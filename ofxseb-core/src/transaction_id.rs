//! Deterministic transaction ids for duplicate detection across imports.
//!
//! SEB exports carry no stable transaction id, so one is derived from the
//! visible fields of the line: SHA-256 over
//! `date ␟ amount ␟ refnum ␟ memo`, where `␟` is the ASCII unit separator
//! (0x1f), the date is ISO `YYYY-MM-DD` and the amount is rendered with
//! exactly two fraction digits. The digest is returned as lowercase hex.

use chrono::NaiveDate;
use rust_decimal::Decimal;
use sha2::{Digest, Sha256};

use crate::money::quantize;

const FIELD_SEPARATOR: [u8; 1] = [0x1f];

pub fn generate_transaction_id(date: NaiveDate, amount: Decimal, refnum: &str, memo: &str) -> String {
    let mut hasher = Sha256::new();
    hasher.update(date.format("%Y-%m-%d").to_string().as_bytes());
    hasher.update(FIELD_SEPARATOR);
    hasher.update(quantize(amount).to_string().as_bytes());
    hasher.update(FIELD_SEPARATOR);
    hasher.update(refnum.as_bytes());
    hasher.update(FIELD_SEPARATOR);
    hasher.update(memo.as_bytes());
    hex::encode(hasher.finalize())
}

==================================================

--- Work required ---
The complete material should be output once more, word for word.

--- Completed task ---
filename ofxseb-core/src/transaction_id.rs
//! Deterministic transaction ids for duplicate detection across imports.
//!
//! SEB exports carry no stable transaction id, so one is derived from the
//! visible fields of the line: SHA-256 over
//! `date ␟ amount ␟ refnum ␟ memo`, where `␟` is the ASCII unit separator
//! (0x1f), the date is ISO `YYYY-MM-DD` and the amount is rendered with
//! exactly two fraction digits. The digest is returned as lowercase hex.

use chrono::NaiveDate;
use rust_decimal::Decimal;
use sha2::{Digest, Sha256};

use crate::money::quantize;

const FIELD_SEPARATOR: [u8; 1] = [0x1f];

pub fn generate_transaction_id(date: NaiveDate, amount: Decimal, refnum: &str, memo: &str) -> String {
    let mut hasher = Sha256::new();
    hasher.update(date.format("%Y-%m-%d").to_string().as_bytes());
    hasher.update(FIELD_SEPARATOR);
    hasher.update(quantize(amount).to_string().as_bytes());
    hasher.update(FIELD_SEPARATOR);
    hasher.update(refnum.as_bytes());
    hasher.update(FIELD_SEPARATOR);
    hasher.update(memo.as_bytes());
    hex::encode(hasher.finalize())
}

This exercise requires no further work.